= INSTRUCTIONS FOR THE TASK =
Below are the entries; return every line among them that holds the word "blank".

= EXCERPTED RECORDS =

......

//! Property and Collection Observers
//!
//! An observer turns mutations of one property (or one collection) into
//! notifications on a [`SubscriberRecord`](crate::reactive::SubscriberRecord).
//! Hosts obtain observers from an [`ObserverLocator`], which picks a
//! strategy per target and key:
//!
//! | target / property                 | observer                   |
//! |-----------------------------------|----------------------------|
//! | primitive value                   | [`PrimitiveObserver`]        |
//! | array `length`                    | [`CollectionLengthObserver`] |
//! | map/set `size`                    | [`CollectionSizeObserver`]   |
//! | array index                       | [`ArrayIndexObserver`]       |
//! | other collection keys             | [`DirtyCheckProperty`]       |
//! | object: missing or data property  | [`SetterObserver`]           |
//! | object: non-configurable accessor | [`DirtyCheckProperty`]       |
//! | object: accessor with getter      | [`ComputedObserver`]         |
//! | object: accessor with setter only | [`CustomSetterObserver`]     |
//!
//! Object observers are cached on the object itself and intercept every
//! write made through [`ObjectRef::set`](crate::value::ObjectRef::set).

mod collection;
mod computed;
mod dirty_check;
mod length;
mod locator;
mod primitive;
mod setter;

use std::rc::Rc;

pub use collection::{
    get_collection_observer, CollectionChange, CollectionKind, CollectionObserver, IndexMapping,
    IndexSlot,
};
pub use computed::ComputedObserver;
pub use dirty_check::{DirtyCheckProperty, DirtyChecker};
pub use length::{ArrayIndexObserver, CollectionLengthObserver, CollectionSizeObserver};
pub use locator::ObserverLocator;
pub use primitive::PrimitiveObserver;
pub use setter::{CustomSetterObserver, SetterObserver};

use crate::error::ObservationError;
use crate::reactive::{Subscriber, SubscriberId};
use crate::value::Value;

/// Something subscribers can register with.
pub trait Observable {
    fn subscribe(&self, subscriber: Subscriber);

    fn unsubscribe(&self, id: SubscriberId);

    fn subscriber_count(&self) -> usize;
}

/// Observer of a single property.
pub trait PropertyObserver: Observable {
    fn get_value(&self) -> Value;

    fn set_value(&self, value: Value) -> Result<(), ObservationError>;

    fn kind(&self) -> ObserverKind;
}

/// Observation strategy of a [`PropertyObserver`].
#[derive(Debug, Clone, Copy, PartialEq, Eq, Hash)]
pub enum ObserverKind {
    Primitive,
    Setter,
    CustomSetter,
    Computed,
    DirtyCheck,
    CollectionLength,
    CollectionSize,
    ArrayIndex,
}

/// Observer installed on an object property.
#[derive(Clone)]
pub(crate) enum InstalledObserver {
    Setter(Rc<SetterObserver>),
    CustomSetter(Rc<CustomSetterObserver>),
    Computed(Rc<ComputedObserver>),
    DirtyCheck(Rc<DirtyCheckProperty>),
}

impl InstalledObserver {
    pub(crate) fn as_observer(&self) -> Rc<dyn PropertyObserver> {
        match self {
            InstalledObserver::Setter(o) => Rc::clone(o) as Rc<dyn PropertyObserver>,
            InstalledObserver::CustomSetter(o) => Rc::clone(o) as Rc<dyn PropertyObserver>,
            InstalledObserver::Computed(o) => Rc::clone(o) as Rc<dyn PropertyObserver>,
            InstalledObserver::DirtyCheck(o) => Rc::clone(o) as Rc<dyn PropertyObserver>,
        }
    }
}
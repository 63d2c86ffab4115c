//! Error types.
//!
//! Only programmer misuse is reported through these types. Failures inside
//! user-supplied computations are panics that unwind through the engine;
//! see [`WatcherContext`](crate::reactive::WatcherContext) for how the
//! watcher stack survives them.

use thiserror::Error;

use crate::reactive::SubscriberId;

/// Misuse of the observation engine.
#[derive(Debug, Clone, PartialEq, Eq, Error)]
pub enum ObservationError {
    /// `enter_watcher` was called with the watcher that is already current.
    #[error("watcher {0:?} is already the current watcher")]
    WatcherAlreadyCurrent(SubscriberId),

    /// `exit_watcher` was called with a watcher that is not current.
    #[error("cannot exit watcher {expected:?}: current watcher is {actual:?}")]
    WatcherMismatch {
        expected: SubscriberId,
        actual: Option<SubscriberId>,
    },

    /// A value was assigned to an accessor property without a setter.
    #[error("readonly property: {0}")]
    ReadonlyProperty(String),
}

/// Failure to load an [`ObservationConfig`](crate::config::ObservationConfig).
#[derive(Debug, Error)]
pub enum ConfigError {
    #[error("invalid observation config: {0}")]
    Parse(#[from] serde_json::Error),
}
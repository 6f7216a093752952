use std::{
    ffi::OsString,
    path::{Path, PathBuf},
    process,
};

use app_config::VideoCodec;
use app_helpers::time::{format_hms, minutes_to_hms};
use app_logger::{debug, trace};

use crate::Segmenter;

/// Re-encode settings. Without them the streams are copied as-is.
#[derive(Debug, Clone, Copy, PartialEq, Eq)]
pub struct Compression {
    pub codec: VideoCodec,
    pub crf: u8,
}

#[derive(Debug, Clone, PartialEq, Eq)]
pub struct SegmentJob {
    pub input: PathBuf,
    pub output_dir: PathBuf,
    pub base_name: String,
    pub segment_minutes: u32,
    pub skip_seconds: Option<u64>,
    pub compression: Option<Compression>,
}

impl SegmentJob {
    #[must_use]
    pub fn output_pattern(&self) -> PathBuf {
        // `%` is a directive in ffmpeg's segment pattern
        let base_name = self.base_name.replace('%', "%%");
        self.output_dir.join(format!("{base_name}_%03d.mp4"))
    }

    #[must_use]
    pub fn ffmpeg_args(&self) -> Vec<OsString> {
        let mut args = os_args(&["-hide_banner", "-loglevel", "error", "-y"]);

        // Before `-i` so ffmpeg seeks instead of decoding up to the offset
        if let Some(skip) = self.skip_seconds {
            args.push("-ss".into());
            args.push(format_hms(skip).into());
        }

        args.push("-i".into());
        args.push(self.input.as_os_str().to_owned());
        args.extend(os_args(&["-map", "0"]));

        match self.compression {
            None => {
                args.extend(os_args(&["-c", "copy"]));
            }
            Some(Compression { codec, crf }) => {
                let segment_seconds = u64::from(self.segment_minutes) * 60;

                args.extend(os_args(&["-c:v", codec.encoder()]));
                args.push("-crf".into());
                args.push(crf.to_string().into());
                args.extend(os_args(&["-preset", "medium", "-c:a", "aac"]));
                // Keyframes on the segment boundaries, so the cuts land where asked
                args.push("-force_key_frames".into());
                args.push(format!("expr:gte(t,n_forced*{segment_seconds})").into());
            }
        }

        args.extend(os_args(&["-f", "segment", "-segment_time"]));
        args.push(minutes_to_hms(self.segment_minutes).into());
        args.extend(os_args(&["-reset_timestamps", "1"]));
        args.push(self.output_pattern().into_os_string());

        args
    }
}

fn os_args(args: &[&str]) -> Vec<OsString> {
    args.iter().map(OsString::from).collect()
}

#[derive(Debug, Clone)]
pub struct FfmpegSegmenter {
    ffmpeg_path: PathBuf,
}

impl FfmpegSegmenter {
    #[must_use]
    pub fn new<P: Into<PathBuf>>(ffmpeg_path: P) -> Self {
        Self {
            ffmpeg_path: ffmpeg_path.into(),
        }
    }

    #[must_use]
    pub fn ffmpeg_path(&self) -> &Path {
        &self.ffmpeg_path
    }
}

impl Segmenter for FfmpegSegmenter {
    fn segment(&self, job: &SegmentJob) -> Result<(), String> {
        trace!("`ffmpeg' binary: {:?}", self.ffmpeg_path);
        let mut cmd = process::Command::new(&self.ffmpeg_path);
        let cmd = cmd.args(job.ffmpeg_args());
        debug!("Running `ffmpeg' command: {cmd:?}");

        match cmd.output() {
            Ok(output) if output.status.success() => Ok(()),
            Ok(output) => {
                let stderr = String::from_utf8_lossy(&output.stderr);
                trace!("`ffmpeg' command output: {output:?}");
                Err(format!(
                    "ffmpeg exited with {status}: {stderr}",
                    status = output.status,
                    stderr = stderr.trim()
                ))
            }
            Err(e) => Err(format!(
                "Failed to run {path:?}: {e}",
                path = self.ffmpeg_path
            )),
        }
    }
}
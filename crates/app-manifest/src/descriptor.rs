use app_helpers::time::parse_timestamp;
use serde::{Deserialize, Deserializer, Serialize};
use serde_json::{Map, Value};

/// Offset into the source video where segmentation starts.
///
/// Written by hand in the manifest, either as a number of seconds or as a timestamp string.
#[derive(Debug, Clone, PartialEq, Eq, Serialize, Deserialize)]
#[serde(untagged)]
pub enum Skip {
    Seconds(u64),
    Timestamp(String),
    /// Anything else (negative, fractional, ...), rejected when the job runs
    Other(Value),
}

impl Skip {
    /// `Ok(None)` for an empty timestamp string.
    pub fn seconds(&self) -> Result<Option<u64>, String> {
        match self {
            Self::Seconds(seconds) => Ok(Some(*seconds)),
            Self::Timestamp(value) if value.trim().is_empty() => Ok(None),
            Self::Timestamp(value) => parse_timestamp(value).map(Some),
            Self::Other(value) => Err(format!(
                "Invalid skip {value}, expected whole seconds or HH:MM:SS"
            )),
        }
    }
}

#[derive(Debug, Clone, PartialEq, Serialize, Deserialize)]
pub struct JobDescriptor {
    /// Name of the source file inside the input directory
    pub filename: String,

    /// Naming root for the output segments, filled in by hand
    #[serde(default, deserialize_with = "null_as_empty")]
    pub base_name: String,

    #[serde(default, skip_serializing_if = "Option::is_none")]
    pub directory_name: Option<String>,

    #[serde(default, skip_serializing_if = "Option::is_none")]
    pub skip: Option<Skip>,

    /// Keys we don't know about, kept so that user notes survive a rewrite
    #[serde(flatten)]
    pub extra: Map<String, Value>,
}

impl JobDescriptor {
    /// A freshly scanned file, waiting for a `base_name` to be filled in.
    #[must_use]
    pub fn pending<S: Into<String>>(filename: S) -> Self {
        Self {
            filename: filename.into(),
            base_name: String::new(),
            directory_name: Some(String::new()),
            skip: None,
            extra: Map::new(),
        }
    }

    #[must_use]
    pub fn is_ready(&self) -> bool {
        !self.base_name.trim().is_empty()
    }

    /// Folder the segments are grouped under: `directory_name`, or `base_name` if that is empty.
    #[must_use]
    pub fn folder_name(&self) -> &str {
        self.directory_name
            .as_deref()
            .map(str::trim)
            .filter(|x| !x.is_empty())
            .unwrap_or_else(|| self.base_name.trim())
    }

    pub fn skip_seconds(&self) -> Result<Option<u64>, String> {
        self.skip.as_ref().map_or(Ok(None), Skip::seconds)
    }
}

fn null_as_empty<'de, D>(deserializer: D) -> Result<String, D::Error>
where
    D: Deserializer<'de>,
{
    Ok(Option::<String>::deserialize(deserializer)?.unwrap_or_default())
}

#[cfg(test)]
mod tests {
    use pretty_assertions::assert_eq;
    use serde_json::json;

    use super::*;

    fn parse(value: Value) -> JobDescriptor {
        serde_json::from_value(value).unwrap()
    }

    #[test]
    fn string_and_numeric_skip_are_equivalent() {
        let as_text = parse(json!({"filename": "a.mp4", "base_name": "a", "skip": "00:05:30"}));
        let as_number = parse(json!({"filename": "a.mp4", "base_name": "a", "skip": 330}));

        assert_eq!(as_text.skip_seconds(), Ok(Some(330)));
        assert_eq!(as_text.skip_seconds(), as_number.skip_seconds());
    }

    #[test]
    fn empty_or_missing_skip_means_no_offset() {
        assert_eq!(parse(json!({"filename": "a.mp4", "skip": ""})).skip_seconds(), Ok(None));
        assert_eq!(parse(json!({"filename": "a.mp4"})).skip_seconds(), Ok(None));
    }

    #[test]
    fn bad_skip_is_reported() {
        let d = parse(json!({"filename": "a.mp4", "base_name": "a", "skip": "soon"}));

        assert!(d.skip_seconds().is_err());
    }

    #[test]
    fn negative_or_fractional_skip_is_reported_not_rejected() {
        let negative = parse(json!({"filename": "a.mp4", "base_name": "a", "skip": -5}));
        let fractional = parse(json!({"filename": "a.mp4", "base_name": "a", "skip": 12.5}));

        assert_eq!(negative.skip, Some(Skip::Other(json!(-5))));
        assert!(negative.skip_seconds().is_err());
        assert!(fractional.skip_seconds().is_err());
        assert_eq!(
            serde_json::to_value(&negative).unwrap(),
            json!({"filename": "a.mp4", "base_name": "a", "skip": -5})
        );
    }

    #[test]
    fn missing_or_null_base_name_is_not_ready() {
        assert!(!parse(json!({"filename": "a.mp4"})).is_ready());
        assert!(!parse(json!({"filename": "a.mp4", "base_name": null})).is_ready());
        assert!(!parse(json!({"filename": "a.mp4", "base_name": "  "})).is_ready());
        assert!(parse(json!({"filename": "a.mp4", "base_name": "holiday"})).is_ready());
    }

    #[test]
    fn folder_name_falls_back_to_base_name() {
        let grouped = parse(json!({
            "filename": "a.mp4",
            "base_name": "beach",
            "directory_name": "family"
        }));
        let blank = parse(json!({"filename": "a.mp4", "base_name": "beach", "directory_name": ""}));
        let absent = parse(json!({"filename": "a.mp4", "base_name": "beach"}));

        assert_eq!(grouped.folder_name(), "family");
        assert_eq!(blank.folder_name(), "beach");
        assert_eq!(absent.folder_name(), "beach");
    }

    #[test]
    fn unknown_keys_survive_roundtrip() {
        let input = json!({
            "filename": "a.mp4",
            "base_name": "a",
            "skip": 12,
            "note": "audio drifts after 10 min"
        });

        let output = serde_json::to_value(parse(input.clone())).unwrap();

        assert_eq!(output, input);
    }

    #[test]
    fn pending_descriptor_matches_scan_template() {
        let value = serde_json::to_value(JobDescriptor::pending("clip.mkv")).unwrap();

        assert_eq!(
            value,
            json!({"filename": "clip.mkv", "base_name": "", "directory_name": ""})
        );
    }
}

......

= PROBLEM SOLUTION =
        let blank = parse(json!({"filename": "a.mp4", "base_name": "beach", "directory_name": ""}));
        assert_eq!(blank.folder_name(), "beach");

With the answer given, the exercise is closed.